If you haven't heard of the Jena Six by now, you probably don't read the news much. Here's the Wikipedia entry on the racial tension in the town and a rough timeline of events over the past year, though of course the article is locked and I'm sure elements of it are in dispute. By the way, I hear the correct pronunciation for Jena is "gina".

At this point, it's extremely difficult to figure out with a strong degree of accuracy what took place, since the whole case is infused with bigotry and mistrust.

Here, for example, is a YouTube summary of the case, from a less-than-biased "news source".


Our story begins at Jena High School, under a tree traditionally reserved for use by white students only, during school breaks. And yes, you heard that correctly.
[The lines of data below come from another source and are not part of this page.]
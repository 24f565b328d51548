// Copyright 2025 Kore Ledger, SL
// SPDX-License-Identifier: Apache-2.0

//! # Behaviors
//!
//! A behavior is the dispatch table of an actor kind: message type → handler, plus a
//! distinguished default handler and an optional startup handler. Behaviors are built once and
//! shared by every instance of the kind; the `BehaviorRegistry` resolves the behavior identifier
//! carried on the wire to the statically registered table on each node.
//!

use crate::{
    ActorContext, Error,
    message::DEFAULT_MESSAGE_TYPE,
};

use async_trait::async_trait;
use serde_json::Value;
use tracing::debug;

use std::{collections::HashMap, sync::Arc};

/// Handles one message type for an actor kind.
#[async_trait]
pub trait Handler: Send + Sync + 'static {
    /// Processes `payload` in the context of the actor. The returned value is the reply of an
    /// ask and is ignored for a tell.
    ///
    /// # Errors
    ///
    /// An error is logged by the mailbox loop and returned to an ask caller; it never stops the
    /// actor.
    ///
    async fn handle(
        &self,
        ctx: &mut ActorContext,
        payload: Value,
    ) -> Result<Value, Error>;
}

/// Called after a handler of the actor failed.
#[async_trait]
pub trait ErrorHandler: Send + Sync + 'static {
    async fn on_error(
        &self,
        ctx: &mut ActorContext,
        message_type: &str,
        error: &Error,
    );
}

/// Dispatch table of an actor kind.
#[derive(Default)]
pub struct Behavior {
    handlers: HashMap<String, Arc<dyn Handler>>,
    default: Option<Arc<dyn Handler>>,
    startup: Option<Arc<dyn Handler>>,
}

impl Behavior {
    pub fn builder() -> BehaviorBuilder {
        BehaviorBuilder {
            behavior: Behavior::default(),
        }
    }

    /// The handler for `message_type`, falling back to the default handler.
    pub fn handler(&self, message_type: &str) -> Option<Arc<dyn Handler>> {
        self.handlers
            .get(message_type)
            .or(self.default.as_ref())
            .cloned()
    }

    pub fn has_default(&self) -> bool {
        self.default.is_some()
    }

    /// Dispatches a user message.
    ///
    /// # Errors
    ///
    /// Returns `Error::MessageProcessing` if neither a handler for `message_type` nor a default
    /// handler exists, otherwise whatever the handler returns.
    ///
    pub async fn dispatch(
        &self,
        message_type: &str,
        ctx: &mut ActorContext,
        payload: Value,
    ) -> Result<Value, Error> {
        let handler = self.handler(message_type).ok_or_else(|| {
            Error::MessageProcessing(format!(
                "The behavior for {} is not defined.",
                message_type
            ))
        })?;
        handler.handle(ctx, payload).await
    }

    /// Runs the startup handler, if any.
    pub async fn startup(
        &self,
        ctx: &mut ActorContext,
        payload: Value,
    ) -> Result<(), Error> {
        if let Some(startup) = self.startup.as_ref() {
            startup.handle(ctx, payload).await?;
        }
        Ok(())
    }
}

/// Builder for `Behavior`.
pub struct BehaviorBuilder {
    behavior: Behavior,
}

impl BehaviorBuilder {
    /// Registers `handler` for `message_type`. Registering the `default` type sets the default
    /// handler.
    pub fn on(mut self, message_type: &str, handler: impl Handler) -> Self {
        if message_type == DEFAULT_MESSAGE_TYPE {
            self.behavior.default = Some(Arc::new(handler));
        } else {
            self.behavior
                .handlers
                .insert(message_type.to_owned(), Arc::new(handler));
        }
        self
    }

    /// Sets the fallback handler for message types without their own entry.
    pub fn default_handler(mut self, handler: impl Handler) -> Self {
        self.behavior.default = Some(Arc::new(handler));
        self
    }

    /// Sets the handler run when an instance is materialized.
    pub fn on_startup(mut self, handler: impl Handler) -> Self {
        self.behavior.startup = Some(Arc::new(handler));
        self
    }

    pub fn build(self) -> Behavior {
        self.behavior
    }
}

/// Maps behavior and error handler identifiers to their local definitions.
#[derive(Clone, Default)]
pub struct BehaviorRegistry {
    behaviors: HashMap<String, Arc<Behavior>>,
    error_handlers: HashMap<String, Arc<dyn ErrorHandler>>,
}

impl BehaviorRegistry {
    pub fn new() -> Self {
        Self::default()
    }

    pub fn register(mut self, id: &str, behavior: Behavior) -> Self {
        debug!("Registering behavior {}.", id);
        self.behaviors.insert(id.to_owned(), Arc::new(behavior));
        self
    }

    pub fn register_error_handler(
        mut self,
        id: &str,
        handler: impl ErrorHandler,
    ) -> Self {
        debug!("Registering error handler {}.", id);
        self.error_handlers.insert(id.to_owned(), Arc::new(handler));
        self
    }

    /// Resolves a behavior identifier.
    ///
    /// # Errors
    ///
    /// Returns `Error::ActorCreation` if the identifier is unknown on this node.
    ///
    pub fn behavior(&self, id: &str) -> Result<Arc<Behavior>, Error> {
        self.behaviors.get(id).cloned().ok_or_else(|| {
            Error::ActorCreation(format!("unknown behavior {}", id))
        })
    }

    pub fn error_handler(&self, id: &str) -> Option<Arc<dyn ErrorHandler>> {
        self.error_handlers.get(id).cloned()
    }

    pub fn contains(&self, id: &str) -> bool {
        self.behaviors.contains_key(id)
    }
}

#[cfg(test)]
mod tests {

    use super::*;

    struct Echo;

    #[async_trait]
    impl Handler for Echo {
        async fn handle(
            &self,
            _ctx: &mut ActorContext,
            payload: Value,
        ) -> Result<Value, Error> {
            Ok(payload)
        }
    }

    #[test]
    fn test_handler_lookup_falls_back_to_default() {
        let behavior = Behavior::builder().on("echo", Echo).build();
        assert!(behavior.handler("echo").is_some());
        assert!(behavior.handler("other").is_none());

        let behavior = Behavior::builder().default_handler(Echo).build();
        assert!(behavior.has_default());
        assert!(behavior.handler("anything").is_some());

        let behavior = Behavior::builder().on("default", Echo).build();
        assert!(behavior.has_default());
    }

    #[test]
    fn test_registry_resolves_identifiers() {
        let registry = BehaviorRegistry::new()
            .register("echo", Behavior::builder().default_handler(Echo).build());
        assert!(registry.contains("echo"));
        assert!(registry.behavior("echo").is_ok());
        assert!(matches!(
            registry.behavior("missing"),
            Err(Error::ActorCreation(_))
        ));
        assert!(registry.error_handler("missing").is_none());
    }
}
// Copyright 2025 Kore Ledger, SL
// SPDX-License-Identifier: Apache-2.0

//! # Messages
//!
//! Messages are what sits in an actor's mailbox: a message kind, a JSON payload and, for
//! ask-style requests only, the channel the reply goes back on.
//!

use crate::{Error, HostId};

use serde::{Deserialize, Serialize};
use serde_json::Value;
use tokio::sync::oneshot;

/// Type of the startup system message.
pub const STARTUP_MESSAGE_TYPE: &str = "ferry:startup";
/// Type of the transfer system message.
pub const TRANSFER_MESSAGE_TYPE: &str = "ferry:transfer";
/// Type of the system message telling a parent that a child moved.
pub const CHILD_MOVED_MESSAGE_TYPE: &str = "ferry:child-moved";
/// Type of the system message telling a parent that a child is gone.
pub const CHILD_REMOVED_MESSAGE_TYPE: &str = "ferry:child-removed";
/// Message type used when the sender does not name one.
pub const DEFAULT_MESSAGE_TYPE: &str = "default";

/// Kind of a message. System kinds are reserved and never reach user handlers, except
/// `Startup` which a behavior may choose to handle.
#[derive(Clone, Debug, PartialEq, Eq, Hash)]
pub enum MessageKind {
    Startup,
    Transfer,
    ChildMoved,
    ChildRemoved,
    User(String),
}

impl MessageKind {
    pub fn parse(message_type: &str) -> Self {
        match message_type {
            STARTUP_MESSAGE_TYPE => MessageKind::Startup,
            TRANSFER_MESSAGE_TYPE => MessageKind::Transfer,
            CHILD_MOVED_MESSAGE_TYPE => MessageKind::ChildMoved,
            CHILD_REMOVED_MESSAGE_TYPE => MessageKind::ChildRemoved,
            other => MessageKind::User(other.to_owned()),
        }
    }

    pub fn as_str(&self) -> &str {
        match self {
            MessageKind::Startup => STARTUP_MESSAGE_TYPE,
            MessageKind::Transfer => TRANSFER_MESSAGE_TYPE,
            MessageKind::ChildMoved => CHILD_MOVED_MESSAGE_TYPE,
            MessageKind::ChildRemoved => CHILD_REMOVED_MESSAGE_TYPE,
            MessageKind::User(message_type) => message_type,
        }
    }

    pub fn is_system(&self) -> bool {
        !matches!(self, MessageKind::User(_))
    }
}

impl From<&str> for MessageKind {
    fn from(message_type: &str) -> Self {
        MessageKind::parse(message_type)
    }
}

/// Tell (fire-and-forget) or ask (request/response).
#[derive(Clone, Copy, Debug, PartialEq, Eq, Serialize, Deserialize)]
pub enum ActionType {
    Tell,
    Ask,
}

impl ActionType {
    pub fn as_str(&self) -> &'static str {
        match self {
            ActionType::Tell => "tell",
            ActionType::Ask => "ask",
        }
    }
}

/// Reply channel of an ask.
pub type Reply = oneshot::Sender<Result<Value, Error>>;

/// A mailbox entry.
#[derive(Debug)]
pub struct Message {
    kind: MessageKind,
    payload: Value,
    reply: Option<Reply>,
}

impl Message {
    /// Creates a tell-style message.
    pub fn new(kind: MessageKind, payload: Value) -> Self {
        Self {
            kind,
            payload,
            reply: None,
        }
    }

    /// Creates an ask-style message carrying its reply channel.
    pub fn with_reply(kind: MessageKind, payload: Value, reply: Reply) -> Self {
        Self {
            kind,
            payload,
            reply: Some(reply),
        }
    }

    pub fn kind(&self) -> &MessageKind {
        &self.kind
    }

    pub fn payload(&self) -> &Value {
        &self.payload
    }

    pub fn is_ask(&self) -> bool {
        self.reply.is_some()
    }

    /// Splits the message into its parts.
    pub fn into_parts(self) -> (MessageKind, Value, Option<Reply>) {
        (self.kind, self.payload, self.reply)
    }
}

/// Payload of the transfer system message.
#[derive(Clone, Debug, PartialEq, Serialize, Deserialize)]
pub struct TransferRequest {
    pub target: HostId,
}

/// Payload of the child-removed system message. The link is only dropped while it still
/// points at `host`.
#[derive(Clone, Debug, PartialEq, Serialize, Deserialize)]
pub struct ChildRemoved {
    pub name: String,
    pub host: HostId,
}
When I heard just that first part, I had to shake my head. How exactly was the tree "traditionally reserved for use by white students only"? There were no "whites only" signs, and when a black student asked if he could sit there, the principal appropriately said of course, that he could sit wherever he wanted. In another story I read about the case, black students apparently tended to sit in the bleachers during lunch. Did that make the bleachers "traditionally reserved for use by black students only"? No. Having grown up in a Southern mixed-race community myself, I know that the sad fact is that students tend to self-segregate along racial lines. I don't know if some kind of forced, integrated seating at lunchtimes would be a possible remedy to this sort of thing, but it's not a situation unique to Jena, and it's not Jim Crow either.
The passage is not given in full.